# Required work
From the top of the records below, return each line exactly, ending with the line that contains "let records = match".

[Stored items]
☆ ☆ ☆ ☆ ☆ ☆ ☆
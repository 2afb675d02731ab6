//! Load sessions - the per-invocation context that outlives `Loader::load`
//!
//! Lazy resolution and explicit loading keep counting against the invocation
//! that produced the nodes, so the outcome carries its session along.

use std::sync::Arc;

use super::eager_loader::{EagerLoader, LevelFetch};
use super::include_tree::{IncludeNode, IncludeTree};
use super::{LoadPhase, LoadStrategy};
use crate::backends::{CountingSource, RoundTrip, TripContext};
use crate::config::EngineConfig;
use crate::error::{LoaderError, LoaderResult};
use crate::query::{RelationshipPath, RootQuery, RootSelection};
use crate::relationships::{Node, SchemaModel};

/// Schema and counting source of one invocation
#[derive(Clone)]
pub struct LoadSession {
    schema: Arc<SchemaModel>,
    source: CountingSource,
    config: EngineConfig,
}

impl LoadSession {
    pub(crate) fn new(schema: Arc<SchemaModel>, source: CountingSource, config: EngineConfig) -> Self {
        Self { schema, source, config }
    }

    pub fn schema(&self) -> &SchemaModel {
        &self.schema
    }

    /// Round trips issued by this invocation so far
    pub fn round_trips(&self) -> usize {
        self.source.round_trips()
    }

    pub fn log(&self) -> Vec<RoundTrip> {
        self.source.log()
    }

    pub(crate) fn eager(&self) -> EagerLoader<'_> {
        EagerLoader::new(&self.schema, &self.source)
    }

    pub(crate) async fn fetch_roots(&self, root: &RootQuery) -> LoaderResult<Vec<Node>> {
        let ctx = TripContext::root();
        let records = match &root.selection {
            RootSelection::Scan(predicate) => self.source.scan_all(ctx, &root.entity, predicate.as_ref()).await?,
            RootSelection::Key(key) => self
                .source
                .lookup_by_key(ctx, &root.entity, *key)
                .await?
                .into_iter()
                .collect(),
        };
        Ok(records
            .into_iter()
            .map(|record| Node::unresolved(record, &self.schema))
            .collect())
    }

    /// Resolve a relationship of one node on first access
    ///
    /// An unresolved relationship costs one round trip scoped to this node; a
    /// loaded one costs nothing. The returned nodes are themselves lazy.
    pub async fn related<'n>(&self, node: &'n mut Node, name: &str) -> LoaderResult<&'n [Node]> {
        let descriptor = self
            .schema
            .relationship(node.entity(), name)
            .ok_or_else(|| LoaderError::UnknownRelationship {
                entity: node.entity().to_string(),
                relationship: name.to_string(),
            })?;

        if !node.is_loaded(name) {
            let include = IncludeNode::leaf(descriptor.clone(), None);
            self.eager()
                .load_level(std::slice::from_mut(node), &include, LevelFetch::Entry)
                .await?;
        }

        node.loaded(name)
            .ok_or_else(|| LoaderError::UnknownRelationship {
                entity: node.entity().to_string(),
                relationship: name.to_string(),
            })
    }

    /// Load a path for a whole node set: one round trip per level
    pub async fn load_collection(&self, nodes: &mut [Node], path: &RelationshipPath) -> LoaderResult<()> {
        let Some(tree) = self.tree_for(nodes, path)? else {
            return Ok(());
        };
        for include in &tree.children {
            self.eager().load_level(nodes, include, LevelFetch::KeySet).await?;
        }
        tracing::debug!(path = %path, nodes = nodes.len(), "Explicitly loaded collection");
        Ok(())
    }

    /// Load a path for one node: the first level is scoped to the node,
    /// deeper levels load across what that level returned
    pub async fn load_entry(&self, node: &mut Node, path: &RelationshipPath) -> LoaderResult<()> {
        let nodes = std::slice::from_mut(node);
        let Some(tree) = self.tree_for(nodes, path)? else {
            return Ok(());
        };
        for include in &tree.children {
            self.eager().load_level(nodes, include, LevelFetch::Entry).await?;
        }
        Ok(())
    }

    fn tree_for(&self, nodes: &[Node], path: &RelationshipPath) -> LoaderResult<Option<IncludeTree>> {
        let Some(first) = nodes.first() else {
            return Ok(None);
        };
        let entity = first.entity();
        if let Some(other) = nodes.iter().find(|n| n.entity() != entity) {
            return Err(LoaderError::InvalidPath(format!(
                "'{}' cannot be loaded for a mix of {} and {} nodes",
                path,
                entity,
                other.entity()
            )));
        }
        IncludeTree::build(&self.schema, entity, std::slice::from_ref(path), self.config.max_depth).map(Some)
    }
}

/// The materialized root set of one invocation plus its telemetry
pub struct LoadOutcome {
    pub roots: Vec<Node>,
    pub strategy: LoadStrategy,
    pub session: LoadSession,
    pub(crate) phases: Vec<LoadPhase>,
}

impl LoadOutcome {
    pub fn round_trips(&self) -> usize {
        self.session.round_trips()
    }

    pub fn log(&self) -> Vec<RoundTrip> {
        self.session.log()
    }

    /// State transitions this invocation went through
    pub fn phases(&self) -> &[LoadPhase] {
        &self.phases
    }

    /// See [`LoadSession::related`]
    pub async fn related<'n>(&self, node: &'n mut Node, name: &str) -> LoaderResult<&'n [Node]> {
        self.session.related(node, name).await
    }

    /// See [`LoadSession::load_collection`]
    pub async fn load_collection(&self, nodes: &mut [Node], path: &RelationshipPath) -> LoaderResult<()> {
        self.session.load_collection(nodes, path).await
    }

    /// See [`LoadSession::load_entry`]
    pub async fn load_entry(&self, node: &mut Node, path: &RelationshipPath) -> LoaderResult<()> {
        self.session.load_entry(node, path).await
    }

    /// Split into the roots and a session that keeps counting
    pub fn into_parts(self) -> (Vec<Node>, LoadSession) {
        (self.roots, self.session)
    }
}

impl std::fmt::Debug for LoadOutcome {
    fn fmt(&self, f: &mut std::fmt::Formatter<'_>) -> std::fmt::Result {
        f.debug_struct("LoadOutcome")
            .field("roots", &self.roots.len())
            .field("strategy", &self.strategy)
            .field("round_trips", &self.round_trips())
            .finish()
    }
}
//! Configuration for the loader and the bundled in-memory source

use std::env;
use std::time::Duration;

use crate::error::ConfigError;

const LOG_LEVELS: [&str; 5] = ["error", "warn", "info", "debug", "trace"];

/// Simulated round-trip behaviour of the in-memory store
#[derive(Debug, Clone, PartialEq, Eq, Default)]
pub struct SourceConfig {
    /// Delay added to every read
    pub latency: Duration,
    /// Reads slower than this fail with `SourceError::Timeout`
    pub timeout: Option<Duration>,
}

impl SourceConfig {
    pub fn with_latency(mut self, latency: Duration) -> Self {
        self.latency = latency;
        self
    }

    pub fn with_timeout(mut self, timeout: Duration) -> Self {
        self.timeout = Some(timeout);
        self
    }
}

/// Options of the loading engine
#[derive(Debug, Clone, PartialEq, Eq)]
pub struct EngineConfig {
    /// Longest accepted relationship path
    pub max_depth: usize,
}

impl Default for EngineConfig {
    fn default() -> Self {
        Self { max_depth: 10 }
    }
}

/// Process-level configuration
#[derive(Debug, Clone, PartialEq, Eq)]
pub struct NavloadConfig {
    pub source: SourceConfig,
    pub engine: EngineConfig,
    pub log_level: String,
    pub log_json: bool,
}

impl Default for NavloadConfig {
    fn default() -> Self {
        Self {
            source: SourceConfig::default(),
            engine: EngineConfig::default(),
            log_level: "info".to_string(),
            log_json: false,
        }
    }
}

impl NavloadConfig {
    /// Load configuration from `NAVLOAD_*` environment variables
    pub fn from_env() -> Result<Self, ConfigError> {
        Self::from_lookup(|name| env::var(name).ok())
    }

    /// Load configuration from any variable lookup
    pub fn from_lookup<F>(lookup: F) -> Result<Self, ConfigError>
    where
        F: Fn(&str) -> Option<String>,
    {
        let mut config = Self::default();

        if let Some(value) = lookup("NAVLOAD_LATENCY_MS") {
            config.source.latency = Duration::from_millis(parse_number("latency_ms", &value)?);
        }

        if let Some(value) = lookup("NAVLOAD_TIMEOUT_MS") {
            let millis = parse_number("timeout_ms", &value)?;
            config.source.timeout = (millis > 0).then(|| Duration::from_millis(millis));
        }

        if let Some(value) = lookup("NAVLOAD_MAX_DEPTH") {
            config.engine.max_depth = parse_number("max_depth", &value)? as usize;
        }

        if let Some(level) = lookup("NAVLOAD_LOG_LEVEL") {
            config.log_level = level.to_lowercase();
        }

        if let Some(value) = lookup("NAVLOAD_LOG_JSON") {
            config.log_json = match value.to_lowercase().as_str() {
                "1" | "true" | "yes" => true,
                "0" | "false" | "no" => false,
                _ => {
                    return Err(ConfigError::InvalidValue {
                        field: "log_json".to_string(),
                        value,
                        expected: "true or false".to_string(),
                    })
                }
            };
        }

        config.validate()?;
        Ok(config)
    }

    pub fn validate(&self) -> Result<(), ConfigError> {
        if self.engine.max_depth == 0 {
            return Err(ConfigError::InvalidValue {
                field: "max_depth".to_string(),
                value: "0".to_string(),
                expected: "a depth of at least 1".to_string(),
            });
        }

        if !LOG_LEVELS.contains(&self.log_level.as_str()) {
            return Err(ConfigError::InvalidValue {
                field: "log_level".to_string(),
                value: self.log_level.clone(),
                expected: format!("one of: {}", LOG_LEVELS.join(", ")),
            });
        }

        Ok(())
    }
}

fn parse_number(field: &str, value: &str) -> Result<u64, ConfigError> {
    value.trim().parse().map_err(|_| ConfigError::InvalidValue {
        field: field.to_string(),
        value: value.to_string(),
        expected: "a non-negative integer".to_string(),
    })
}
☆ ☆ ☆ ☆ ☆ ☆ ☆
# Written reply
repository 2afb675d02731ab6
//! Load sessions - the per-invocation context that outlives `Loader::load`
//!
//! Lazy resolution and explicit loading keep counting against the invocation
//! that produced the nodes, so the outcome carries its session along.

use std::sync::Arc;

use super::eager_loader::{EagerLoader, LevelFetch};
use super::include_tree::{IncludeNode, IncludeTree};
use super::{LoadPhase, LoadStrategy};
use crate::backends::{CountingSource, RoundTrip, TripContext};
use crate::config::EngineConfig;
use crate::error::{LoaderError, LoaderResult};
use crate::query::{RelationshipPath, RootQuery, RootSelection};
use crate::relationships::{Node, SchemaModel};

/// Schema and counting source of one invocation
#[derive(Clone)]
pub struct LoadSession {
    schema: Arc<SchemaModel>,
    source: CountingSource,
    config: EngineConfig,
}

impl LoadSession {
    pub(crate) fn new(schema: Arc<SchemaModel>, source: CountingSource, config: EngineConfig) -> Self {
        Self { schema, source, config }
    }

    pub fn schema(&self) -> &SchemaModel {
        &self.schema
    }

    /// Round trips issued by this invocation so far
    pub fn round_trips(&self) -> usize {
        self.source.round_trips()
    }

    pub fn log(&self) -> Vec<RoundTrip> {
        self.source.log()
    }

    pub(crate) fn eager(&self) -> EagerLoader<'_> {
        EagerLoader::new(&self.schema, &self.source)
    }

    pub(crate) async fn fetch_roots(&self, root: &RootQuery) -> LoaderResult<Vec<Node>> {
        let ctx = TripContext::root();
        let records = match &root.selection {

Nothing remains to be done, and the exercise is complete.